Closing the Gap : Technology for a Net Zero North Sea
- Sep 20, 2021 8:33 am GMT
The unique attributes of the UK Continental Shelf (UKCS) and the UK’s advanced energy sector give the region a head start in developing net zero industries. Investing in low carbon technologies and establishing an integrated energy system will be pivotal to achieving the legally binding net zero 2050 target for the UKCS and the wider economy.
As the UKCS transitions, oil and gas will naturally deplete, but this will be more than offset by growth in offshore renewables, hydrogen and carbon capture, utilisation and storage (CCUS). This could more than double the economic impact of the UKCS, contributing £2.5 trillion to the UK economy and creating over 200,000 new jobs. Creating an integrated energy system on the UKCS requires investment of £430 billion, with £270 billion expected to be spent in the UK.
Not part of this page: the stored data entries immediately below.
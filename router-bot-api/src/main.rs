//! Dialog Router Bot API — HTTP transport for bot participants.
//!
//! Exposes `/bot{token}/getUpdates` and `/bot{token}/sendMessage` over the
//! same `Orchestrator`/`BotGateway` core `router-cli` drives for humans,
//! proving the hexagonal split: a second frontend reusing all of `router-core`.

mod handlers;
mod startup;

use std::path::PathBuf;
use std::sync::Arc;

use anyhow::Context;
use clap::Parser;
use router_core::store::memory::InMemoryStore;
use router_core::store::PeerStore;
use router_core::store::SqliteStore;
use router_core::OrchestratorConfig;

/// Dialog Router Bot API — bot-facing HTTP interface
#[derive(Parser)]
#[command(name = "router-bot-api")]
struct Args {
    /// Path to a custom config file (overrides default search locations)
    #[arg(short = 'c', long)]
    config: Option<PathBuf>,

    /// `sqlite:` database URL; defaults to a process-local in-memory store.
    #[arg(short = 'd', long)]
    database: Option<String>,

    /// Address to bind the HTTP listener to.
    #[arg(short = 'b', long, default_value = "127.0.0.1:8080")]
    bind: String,
}

#[tokio::main]
async fn main() -> anyhow::Result<()> {
    let args = Args::parse();

    startup::init_tracing().context("Failed to initialize tracing")?;
    tracing::info!("Starting Dialog Router Bot API");

    let config = match &args.config {
        Some(path) => OrchestratorConfig::load_from(path).context("Failed to load config")?,
        None => OrchestratorConfig::load().context("Failed to load config")?,
    };

    let store: Arc<dyn PeerStore> = match &args.database {
        Some(url) => Arc::new(SqliteStore::new(url).await.context("Failed to open database")?),
        None => {
            tracing::warn!("No --database given, using a process-local in-memory store");
            Arc::new(InMemoryStore::default())
        }
    };

    let (_orchestrator, bot_gateway) = startup::compose(store, config).await;
    let app = handlers::router(handlers::AppState { bot_gateway })
        .layer(tower_http::trace::TraceLayer::new_for_http());

    let listener = tokio::net::TcpListener::bind(&args.bind)
        .await
        .with_context(|| format!("Failed to bind {}", args.bind))?;
    tracing::info!(addr = %args.bind, "Listening for bot HTTP traffic");

    axum::serve(listener, app)
        .with_graceful_shutdown(shutdown_signal())
        .await
        .context("Server error")?;

    tracing::info!("Shut down cleanly");
    Ok(())
}

async fn shutdown_signal() {
    tokio::signal::ctrl_c().await.ok();
    tracing::info!("Ctrl+C received, shutting down");
}
//! Axum handlers for the bot-facing HTTP surface: `/bot{token}/getUpdates`
//! and `/bot{token}/sendMessage`.
//!
//! Authentication is solely the token path segment; errors are mapped to the
//! `{ok:false, error_code, description}` envelope, successes to
//! `{ok:true, result}`.

use std::sync::Arc;
use std::time::Duration;

use axum::extract::{Path, Query, State};
use axum::http::StatusCode;
use axum::response::{IntoResponse, Response};
use axum::routing::{get, post};
use axum::{Json, Router};
use router_core::{BotGateway, OrchestratorError};
use serde::{Deserialize, Serialize};
use serde_json::json;

/// Shared state handed to every handler.
#[derive(Clone)]
pub struct AppState {
    pub bot_gateway: Arc<BotGateway>,
}

#[derive(Debug, Deserialize)]
pub struct GetUpdatesQuery {
    #[serde(default)]
    pub timeout: u64,
    #[serde(default = "default_limit")]
    pub limit: usize,
}

fn default_limit() -> usize {
    100
}

#[derive(Debug, Deserialize)]
pub struct SendMessageBody {
    pub chat_id: u32,
    pub text: String,
}

fn ok_envelope(result: impl Serialize) -> Response {
    (StatusCode::OK, Json(json!({"ok": true, "result": result}))).into_response()
}

fn error_envelope(status: StatusCode, description: impl Into<String>) -> Response {
    (
        status,
        Json(json!({"ok": false, "error_code": status.as_u16(), "description": description.into()})),
    )
        .into_response()
}

fn map_error(err: OrchestratorError) -> Response {
    match err {
        OrchestratorError::BotNotRegistered => error_envelope(StatusCode::UNAUTHORIZED, "BotNotRegistered"),
        other => error_envelope(StatusCode::BAD_REQUEST, other.to_string()),
    }
}

/// `GET /bot{token}/getUpdates`: long-poll for queued outbound envelopes.
pub async fn get_updates(
    State(state): State<AppState>,
    Path(token): Path<String>,
    Query(query): Query<GetUpdatesQuery>,
) -> Response {
    match state
        .bot_gateway
        .get_updates(&token, Duration::from_secs(query.timeout), query.limit)
        .await
    {
        Ok((updates, _)) => ok_envelope(updates),
        Err(err) => map_error(err),
    }
}

/// `POST /bot{token}/sendMessage`: parse and act on an inbound envelope.
pub async fn send_message(
    State(state): State<AppState>,
    Path(token): Path<String>,
    Json(body): Json<SendMessageBody>,
) -> Response {
    match state.bot_gateway.send_message_in(&token, body.chat_id, &body.text).await {
        Ok(processed) => ok_envelope(processed),
        Err(err) => map_error(err),
    }
}

/// Fallback 404 handler matching the envelope shape other routes return.
pub async fn not_found() -> Response {
    error_envelope(StatusCode::NOT_FOUND, "no such route")
}

/// Build the bot-facing router over `state`.
///
/// Both endpoints accept GET and POST: the wire contract this mirrors lets
/// bot clients call either verb, and axum's single-segment route params
/// don't force a single-verb route the way the path rewrite below does
/// (see the Open Questions note on the `/bot/{token}/...` path shape).
pub fn router(state: AppState) -> Router {
    Router::new()
        .route("/bot/{token}/getUpdates", get(get_updates).post(get_updates))
        .route("/bot/{token}/sendMessage", get(send_message).post(send_message))
        .fallback(not_found)
        .with_state(state)
}

#[cfg(test)]
mod tests {
    use std::sync::Arc;

    use axum::body::Body;
    use axum::http::Request;
    use router_core::mailbox::BotMailbox;
    use router_core::model::Bot;
    use router_core::store::memory::InMemoryStore;
    use router_core::trigram::TrigramGuard;
    use serde_json::Value;
    use tower::ServiceExt;

    use super::*;

    async fn test_state() -> (AppState, Arc<InMemoryStore>) {
        let store = Arc::new(InMemoryStore::default());
        store.add_bot(Bot::new("tok", "Test Bot")).await;
        let bot_gateway = Arc::new(BotGateway::new(
            store.clone(),
            Arc::new(BotMailbox::new()),
            Arc::new(TrigramGuard::new(3, 2)),
        ));
        (AppState { bot_gateway }, store)
    }

    async fn get_json(router: &Router, uri: &str) -> (StatusCode, Value) {
        let request = Request::builder().method("GET").uri(uri).body(Body::empty()).unwrap();
        let response = router.clone().oneshot(request).await.unwrap();
        let status = response.status();
        let bytes = axum::body::to_bytes(response.into_body(), usize::MAX).await.unwrap();
        (status, serde_json::from_slice(&bytes).unwrap())
    }

    async fn post_json(router: &Router, uri: &str, body: Value) -> (StatusCode, Value) {
        let request = Request::builder()
            .method("POST")
            .uri(uri)
            .header("content-type", "application/json")
            .body(Body::from(body.to_string()))
            .unwrap();
        let response = router.clone().oneshot(request).await.unwrap();
        let status = response.status();
        let bytes = axum::body::to_bytes(response.into_body(), usize::MAX).await.unwrap();
        (status, serde_json::from_slice(&bytes).unwrap())
    }

    #[tokio::test]
    async fn get_updates_unknown_token_is_unauthorized() {
        let (state, _store) = test_state().await;
        let app = router(state);
        let (status, body) = get_json(&app, "/bot/ghost/getUpdates?timeout=0").await;
        assert_eq!(status, StatusCode::UNAUTHORIZED);
        assert_eq!(body["ok"], false);
        assert_eq!(body["description"], "BotNotRegistered");
    }

    #[tokio::test]
    async fn get_updates_known_token_returns_empty_result() {
        let (state, _store) = test_state().await;
        let app = router(state);
        let (status, body) = get_json(&app, "/bot/tok/getUpdates?timeout=0").await;
        assert_eq!(status, StatusCode::OK);
        assert_eq!(body["ok"], true);
        assert!(body["result"].as_array().unwrap().is_empty());
    }

    #[tokio::test]
    async fn send_message_forwards_to_gateway_and_errors_without_handler() {
        let (state, _store) = test_state().await;
        let app = router(state);
        let (status, body) = post_json(&app, "/bot/tok/sendMessage", json!({"chat_id": 1, "text": "hello"})).await;
        // No dialog handler is wired in this isolated test, so the default
        // no-op handler's InvalidState surfaces as a 400.
        assert_eq!(status, StatusCode::BAD_REQUEST);
        assert_eq!(body["ok"], false);
    }
}
#[cfg(test)]
mod tests {
    use super::*;
    use crate::model::{Bot, BannedPair, Platform, PersonProfile, UserKey};
    use crate::store::InMemoryStore;
    use std::sync::Mutex as StdMutex;
    use uuid::Uuid;

    #[derive(Default)]
    struct RecordingGateway {
        started: StdMutex<Vec<(u32, Peer)>>,
        messages: StdMutex<Vec<(u32, u32, String, Peer)>>,
        evaluations_started: StdMutex<Vec<(u32, Peer)>>,
        finished: StdMutex<Vec<u32>>,
    }

    #[async_trait]
    impl Gateway for RecordingGateway {
        async fn start_conversation(
            &self,
            conversation_id: u32,
            peer: &Peer,
            _profile: &crate::model::PersonProfile,
            _guid: Uuid,
        ) -> Result<(), OrchestratorError> {
            self.started.lock().unwrap().push((conversation_id, peer.clone()));
            Ok(())
        }

        async fn send_message(
            &self,
            conversation_id: u32,
            msg_id: u32,
            text: &str,
            peer: &Peer,
        ) -> Result<(), OrchestratorError> {
            self.messages
                .lock()
                .unwrap()
                .push((conversation_id, msg_id, text.to_string(), peer.clone()));
            Ok(())
        }

        async fn start_evaluation(
            &self,
            conversation_id: u32,
            peer: &Peer,
            _options: &[crate::model::PersonProfile],
            _true_profile: &crate::model::PersonProfile,
            _score_range: std::ops::RangeInclusive<i32>,
        ) -> Result<(), OrchestratorError> {
            self.evaluations_started.lock().unwrap().push((conversation_id, peer.clone()));
            Ok(())
        }

        async fn finish_conversation(&self, conversation_id: u32) -> Result<(), OrchestratorError> {
            self.finished.lock().unwrap().push(conversation_id);
            Ok(())
        }
    }

    fn user(id: &str) -> Peer {
        Peer::User(UserKey::new(Platform::Telegram, id))
    }

    async fn seeded_store() -> Arc<InMemoryStore> {
        let store = Arc::new(InMemoryStore::default());
        store.add_profile(PersonProfile::new(vec!["I like cats.".into(), "I live in Berlin.".into()])).await;
        store.add_profile(PersonProfile::new(vec!["I like dogs.".into(), "I live in Paris.".into()])).await;
        store
    }

    fn orchestrator_with(
        store: Arc<InMemoryStore>,
        config: OrchestratorConfig,
    ) -> (Arc<Orchestrator>, Arc<RecordingGateway>, Arc<RecordingGateway>) {
        let human = Arc::new(RecordingGateway::default());
        let bot = Arc::new(RecordingGateway::default());
        let orchestrator = Orchestrator::new(store, config, human.clone(), bot.clone());
        (orchestrator, human, bot)
    }

    #[tokio::test]
    async fn two_humans_in_lobby_are_paired() {
        let store = seeded_store().await;
        let mut config = OrchestratorConfig::default();
        config.human_bot_ratio = 1.0; // always prefer human match
        let (orchestrator, human, _bot) = orchestrator_with(store, config);

        let alice = user("alice");
        let bob = user("bob");

        orchestrator.on_human_initiated_dialog(alice.clone()).await.unwrap();
        assert!(human.started.lock().unwrap().is_empty());

        orchestrator.on_human_initiated_dialog(bob.clone()).await.unwrap();
        let started = human.started.lock().unwrap();
        assert_eq!(started.len(), 2);
    }

    #[tokio::test]
    async fn simultaneous_dialog_is_rejected() {
        let store = seeded_store().await;
        let mut config = OrchestratorConfig::default();
        config.human_bot_ratio = 0.0; // always bot match
        let (orchestrator, _human, _bot) = orchestrator_with(store.clone(), config);
        store.add_bot(Bot::new("tok", "Bot")).await;

        let alice = user("alice");
        orchestrator.on_human_initiated_dialog(alice.clone()).await.unwrap();

        let err = orchestrator.on_human_initiated_dialog(alice).await.unwrap_err();
        assert!(matches!(err, OrchestratorError::SimultaneousDialogs));
    }

    #[tokio::test]
    async fn banned_pair_is_skipped_leaving_no_eligible_bot() {
        let store = seeded_store().await;
        store.add_bot(Bot::new("tok", "Bot")).await;
        store
            .save_banned_pair(&BannedPair {
                user: UserKey::new(Platform::Telegram, "alice"),
                bot_token: "tok".into(),
            })
            .await
            .unwrap();

        let mut config = OrchestratorConfig::default();
        config.human_bot_ratio = 0.0;
        let (orchestrator, _human, _bot) = orchestrator_with(store, config);

        let err = orchestrator.on_human_initiated_dialog(user("alice")).await.unwrap_err();
        assert!(matches!(err, OrchestratorError::PeerNotFound));
    }

    #[tokio::test]
    async fn length_cap_triggers_automatic_evaluation() {
        let store = seeded_store().await;
        store.add_bot(Bot::new("tok", "Bot")).await;
        let mut config = OrchestratorConfig::default();
        config.human_bot_ratio = 0.0;
        config.max_length = 2;
        let (orchestrator, human, bot) = orchestrator_with(store, config);

        let alice = user("alice");
        orchestrator.on_human_initiated_dialog(alice.clone()).await.unwrap();
        let conversation_id = human.started.lock().unwrap()[0].0;

        orchestrator
            .on_message_received(conversation_id, alice.clone(), "hi".into(), Utc::now())
            .await
            .unwrap();
        orchestrator
            .on_message_received(conversation_id, Peer::Bot("tok".into()), "hello".into(), Utc::now())
            .await
            .unwrap();

        assert_eq!(human.evaluations_started.lock().unwrap().len(), 1);
        assert_eq!(bot.evaluations_started.lock().unwrap().len(), 1);
    }

    #[tokio::test]
    async fn evaluation_completes_and_cleans_up_without_profile_guessing() {
        let store = seeded_store().await;
        store.add_bot(Bot::new("tok", "Bot")).await;
        let mut config = OrchestratorConfig::default();
        config.human_bot_ratio = 0.0;
        config.guess_profile = false;
        let (orchestrator, human, bot) = orchestrator_with(store, config);

        let alice = user("alice");
        orchestrator.on_human_initiated_dialog(alice.clone()).await.unwrap();
        let conversation_id = human.started.lock().unwrap()[0].0;

        orchestrator
            .on_message_received(conversation_id, alice.clone(), "hi".into(), Utc::now())
            .await
            .unwrap();
        orchestrator.trigger_dialog_end(conversation_id, alice.clone()).await.unwrap();

        // Human side must submit a score; the bot side completes on any submission.
        orchestrator.evaluate_dialog(conversation_id, alice, Some(3)).await.unwrap();
        orchestrator
            .evaluate_dialog(conversation_id, Peer::Bot("tok".into()), Some(4))
            .await
            .unwrap();

        assert_eq!(human.finished.lock().unwrap().len(), 1);
        assert_eq!(bot.finished.lock().unwrap().len(), 1);
    }

    #[tokio::test]
    async fn repeated_trigger_dialog_end_does_not_reset_evaluation() {
        let store = seeded_store().await;
        store.add_bot(Bot::new("tok", "Bot")).await;
        let mut config = OrchestratorConfig::default();
        config.human_bot_ratio = 0.0;
        let (orchestrator, human, _bot) = orchestrator_with(store, config);

        let alice = user("alice");
        orchestrator.on_human_initiated_dialog(alice.clone()).await.unwrap();
        let conversation_id = human.started.lock().unwrap()[0].0;
        orchestrator
            .on_message_received(conversation_id, alice.clone(), "hi".into(), Utc::now())
            .await
            .unwrap();

        orchestrator.trigger_dialog_end(conversation_id, alice.clone()).await.unwrap();
        orchestrator.trigger_dialog_end(conversation_id, alice).await.unwrap();

        assert_eq!(human.evaluations_started.lock().unwrap().len(), 1);
    }
}
#[async_trait]
impl PeerStore for SqliteStore {
    async fn upsert_user(
        &self,
        key: &UserKey,
        display_name: Option<&str>,
    ) -> Result<User, StorageError> {
        let column_key = Self::user_key_column(key);
        let row = sqlx::query("SELECT data FROM users WHERE user_key = ?")
            .bind(&column_key)
            .fetch_optional(&self.pool)
            .await
            .map_err(|e| StorageError::Database(e.to_string()))?;

        let mut user = match row {
            Some(row) => Self::decode_user(row.get("data"))?,
            None => User::new(key.clone()),
        };
        if let Some(name) = display_name {
            user.display_name = Some(name.to_string());
        }

        let data = serde_json::to_string(&user)
            .map_err(|e| StorageError::InvalidData(format!("failed to serialize user: {}", e)))?;

        sqlx::query(
            r#"
            INSERT INTO users (user_key, banned, data)
            VALUES (?, ?, ?)
            ON CONFLICT(user_key) DO UPDATE SET banned = excluded.banned, data = excluded.data
            "#,
        )
        .bind(&column_key)
        .bind(user.banned)
        .bind(&data)
        .execute(&self.pool)
        .await
        .map_err(|e| StorageError::Database(e.to_string()))?;

        Ok(user)
    }

    async fn get_user(&self, key: &UserKey) -> Result<Option<User>, StorageError> {
        let row = sqlx::query("SELECT data FROM users WHERE user_key = ?")
            .bind(Self::user_key_column(key))
            .fetch_optional(&self.pool)
            .await
            .map_err(|e| StorageError::Database(e.to_string()))?;

        row.map(|row| Self::decode_user(row.get("data"))).transpose()
    }

    async fn save_user(&self, user: &User) -> Result<(), StorageError> {
        let column_key = Self::user_key_column(&user.key);
        let data = serde_json::to_string(user)
            .map_err(|e| StorageError::InvalidData(format!("failed to serialize user: {}", e)))?;

        sqlx::query(
            r#"
            INSERT INTO users (user_key, banned, data)
            VALUES (?, ?, ?)
            ON CONFLICT(user_key) DO UPDATE SET banned = excluded.banned, data = excluded.data
            "#,
        )
        .bind(column_key)
        .bind(user.banned)
        .bind(data)
        .execute(&self.pool)
        .await
        .map_err(|e| StorageError::Database(e.to_string()))?;

        Ok(())
    }

    async fn get_bot(&self, token: &str) -> Result<Option<Bot>, StorageError> {
        let row = sqlx::query("SELECT data FROM bots WHERE token = ?")
            .bind(token)
            .fetch_optional(&self.pool)
            .await
            .map_err(|e| StorageError::Database(e.to_string()))?;

        row.map(|row| Self::decode_bot(row.get("data"))).transpose()
    }

    async fn list_non_banned_bots(&self) -> Result<Vec<Bot>, StorageError> {
        let rows = sqlx::query("SELECT data FROM bots WHERE banned = 0")
            .fetch_all(&self.pool)
            .await
            .map_err(|e| StorageError::Database(e.to_string()))?;

        rows.iter().map(|row| Self::decode_bot(row.get("data"))).collect()
    }

    async fn save_bot(&self, bot: &Bot) -> Result<(), StorageError> {
        let data = serde_json::to_string(bot)
            .map_err(|e| StorageError::InvalidData(format!("failed to serialize bot: {}", e)))?;

        sqlx::query(
            r#"
            INSERT INTO bots (token, banned, data)
            VALUES (?, ?, ?)
            ON CONFLICT(token) DO UPDATE SET banned = excluded.banned, data = excluded.data
            "#,
        )
        .bind(&bot.token)
        .bind(bot.banned)
        .bind(data)
        .execute(&self.pool)
        .await
        .map_err(|e| StorageError::Database(e.to_string()))?;

        Ok(())
    }

    async fn is_banned_pair(&self, user: &UserKey, bot_token: &str) -> Result<bool, StorageError> {
        let row = sqlx::query(
            "SELECT COUNT(*) as count FROM banned_pairs WHERE user_key = ? AND bot_token = ?",
        )
        .bind(Self::user_key_column(user))
        .bind(bot_token)
        .fetch_one(&self.pool)
        .await
        .map_err(|e| StorageError::Database(e.to_string()))?;

        let count: i64 = row.get("count");
        Ok(count > 0)
    }

    async fn sample_profile(&self) -> Result<Option<PersonProfile>, StorageError> {
        let row = sqlx::query("SELECT data FROM profiles ORDER BY RANDOM() LIMIT 1")
            .fetch_optional(&self.pool)
            .await
            .map_err(|e| StorageError::Database(e.to_string()))?;

        row.map(|row| Self::decode_profile(row.get("data"))).transpose()
    }

    async fn sample_profile_in_link_group(
        &self,
        link_group_id: Uuid,
        excluding: Uuid,
    ) -> Result<Option<PersonProfile>, StorageError> {
        let row = sqlx::query(
            r#"
            SELECT data FROM profiles
            WHERE link_group_id = ? AND id != ?
            ORDER BY RANDOM() LIMIT 1
            "#,
        )
        .bind(link_group_id.to_string())
        .bind(excluding.to_string())
        .fetch_optional(&self.pool)
        .await
        .map_err(|e| StorageError::Database(e.to_string()))?;

        row.map(|row| Self::decode_profile(row.get("data"))).transpose()
    }

    async fn sample_profile_with_different_sentences(
        &self,
        sentences: &[String],
    ) -> Result<Option<PersonProfile>, StorageError> {
        // Sentence equality isn't expressible in SQL over the JSON document
        // cheaply, so filter in process over a randomized candidate scan.
        let rows = sqlx::query("SELECT data FROM profiles ORDER BY RANDOM() LIMIT 50")
            .fetch_all(&self.pool)
            .await
            .map_err(|e| StorageError::Database(e.to_string()))?;

        for row in rows {
            let profile = Self::decode_profile(row.get("data"))?;
            if profile.sentences != sentences {
                return Ok(Some(profile));
            }
        }
        Ok(None)
    }

    async fn sample_sentence_at_index(&self, index: usize) -> Result<Option<String>, StorageError> {
        let rows = sqlx::query("SELECT data FROM profiles")
            .fetch_all(&self.pool)
            .await
            .map_err(|e| StorageError::Database(e.to_string()))?;

        let mut candidates = Vec::new();
        for row in rows {
            let profile = Self::decode_profile(row.get("data"))?;
            if let Some(sentence) = profile.sentences.get(index) {
                candidates.push(sentence.clone());
            }
        }

        let mut rng = rand::rng();
        Ok(candidates.into_iter().choose(&mut rng))
    }

    async fn conversation_id_exists(&self, id: u32) -> Result<bool, StorageError> {
        let row = sqlx::query("SELECT COUNT(*) as count FROM conversations WHERE conversation_id = ?")
            .bind(id)
            .fetch_one(&self.pool)
            .await
            .map_err(|e| StorageError::Database(e.to_string()))?;

        let count: i64 = row.get("count");
        Ok(count > 0)
    }

    async fn save_conversation(&self, conversation: &Conversation) -> Result<(), StorageError> {
        if conversation.messages.is_empty() {
            return Err(StorageError::EmptyConversation);
        }

        let data = serde_json::to_string(conversation).map_err(|e| {
            StorageError::InvalidData(format!("failed to serialize conversation: {}", e))
        })?;
        let start_time = conversation.start_time().unwrap().to_rfc3339();
        let end_time = conversation.end_time().unwrap().to_rfc3339();

        sqlx::query(
            r#"
            INSERT INTO conversations (conversation_id, start_time, end_time, data)
            VALUES (?, ?, ?, ?)
            ON CONFLICT(conversation_id) DO UPDATE SET
                start_time = excluded.start_time,
                end_time = excluded.end_time,
                data = excluded.data
            "#,
        )
        .bind(conversation.conversation_id)
        .bind(start_time)
        .bind(end_time)
        .bind(data)
        .execute(&self.pool)
        .await
        .map_err(|e| StorageError::Database(e.to_string()))?;

        Ok(())
    }

    async fn save_complaint(&self, complaint: &Complaint) -> Result<(), StorageError> {
        let data = serde_json::to_string(complaint).map_err(|e| {
            StorageError::InvalidData(format!("failed to serialize complaint: {}", e))
        })?;

        sqlx::query(
            "INSERT INTO complaints (conversation_id, processed, data) VALUES (?, ?, ?)",
        )
        .bind(complaint.conversation_id)
        .bind(complaint.processed)
        .bind(data)
        .execute(&self.pool)
        .await
        .map_err(|e| StorageError::Database(e.to_string()))?;

        Ok(())
    }

    async fn save_banned_pair(&self, pair: &BannedPair) -> Result<(), StorageError> {
        sqlx::query(
            r#"
            INSERT INTO banned_pairs (user_key, bot_token)
            VALUES (?, ?)
            ON CONFLICT(user_key, bot_token) DO NOTHING
            "#,
        )
        .bind(Self::user_key_column(&pair.user))
        .bind(&pair.bot_token)
        .execute(&self.pool)
        .await
        .map_err(|e| StorageError::Database(e.to_string()))?;

        Ok(())
    }
}
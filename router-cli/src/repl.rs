//! Line-editing REPL driving a single local `HumanGateway` session.

use std::sync::Arc;

use router_core::human::{HumanGateway, UserState};
use router_core::model::UserKey;
use rustyline::error::ReadlineError;
use rustyline::DefaultEditor;

/// Run the REPL until the user quits or sends EOF (Ctrl-D).
pub async fn run(gateway: Arc<HumanGateway>, user: UserKey) -> anyhow::Result<()> {
    println!("Dialog Router testing harness. /help for commands, Ctrl-D to quit.");
    let mut editor = DefaultEditor::new()?;

    loop {
        let prompt = prompt_for(gateway.current_state(&user).await);
        match editor.readline(&prompt) {
            Ok(line) => {
                let line = line.trim();
                if line.is_empty() {
                    continue;
                }
                editor.add_history_entry(line).ok();
                dispatch(&gateway, &user, line).await;
            }
            Err(ReadlineError::Interrupted) | Err(ReadlineError::Eof) => {
                println!("Bye.");
                break;
            }
            Err(err) => return Err(err.into()),
        }
    }
    Ok(())
}

fn prompt_for(state: UserState) -> String {
    match state {
        UserState::Idle => "(idle) > ".to_string(),
        UserState::InLobby => "(waiting for a partner) > ".to_string(),
        UserState::InDialog { conversation_id } => format!("(#{conversation_id}) > "),
        UserState::Evaluating { conversation_id } => format!("(#{conversation_id} evaluating) > "),
        UserState::WaitingForPartnerEvaluation { conversation_id } => format!("(#{conversation_id} waiting on partner) > "),
        UserState::WaitingForBotToken => "(bot token) > ".to_string(),
    }
}

/// Parse one line of input and drive it into the gateway.
///
/// Lines starting with `/` are commands; anything else is routed according
/// to the user's current state (bot-token entry, a free-text message, or a
/// hint if nothing is expecting input right now).
async fn dispatch(gateway: &HumanGateway, user: &UserKey, line: &str) {
    if let Some(rest) = line.strip_prefix('/') {
        let mut parts = rest.splitn(2, ' ');
        let command = parts.next().unwrap_or("");
        let arg = parts.next().unwrap_or("").trim();
        run_command(gateway, user, command, arg).await;
        return;
    }

    match gateway.current_state(user).await {
        UserState::WaitingForBotToken => gateway.on_bot_token_input(user, line).await,
        UserState::InDialog { .. } => gateway.on_message_received(user, line.to_string()).await,
        _ => println!("Nothing is expecting free text right now. /help lists the available commands."),
    }
}

async fn run_command(gateway: &HumanGateway, user: &UserKey, command: &str, arg: &str) {
    match command {
        "begin" => gateway.on_begin(user).await,
        "help" => gateway.on_help(user).await,
        "end" => gateway.on_end_dialog(user).await,
        "complain" => gateway.on_complain(user).await,
        "switch" => gateway.on_switch_topic(user).await,
        "setbot" => gateway.on_set_bot(user).await,
        "score" => match arg.parse::<i32>() {
            Ok(score) => gateway.on_evaluate_dialog(user, Some(score)).await,
            Err(_) => gateway.on_evaluate_dialog(user, None).await,
        },
        "pick" => match arg.parse::<usize>() {
            Ok(idx) => gateway.on_profile_option_selected(user, idx).await,
            Err(_) => println!("usage: /pick <index>"),
        },
        "guess" => {
            if arg.is_empty() {
                println!("usage: /guess <sentence>");
            } else {
                gateway.on_profile_sentence_selected(user, arg.to_string(), None).await;
            }
        }
        "quit" => std::process::exit(0),
        other => println!("unknown command: /{other} (try /help)"),
    }
}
Over the next 15 years, the investment profile is dominated by oil and gas and offshore wind, each requiring £75 billion in capital investment, around half of which is expected to be spent in the UK. As climate change policy progresses not only in the UK, but also in Europe and further afield, there will be an increasing number of opportunities for the UK to export low carbon technologies, products and expertise, emulating the success of the oil and gas sector. To realise this opportunity we need to invest with pace.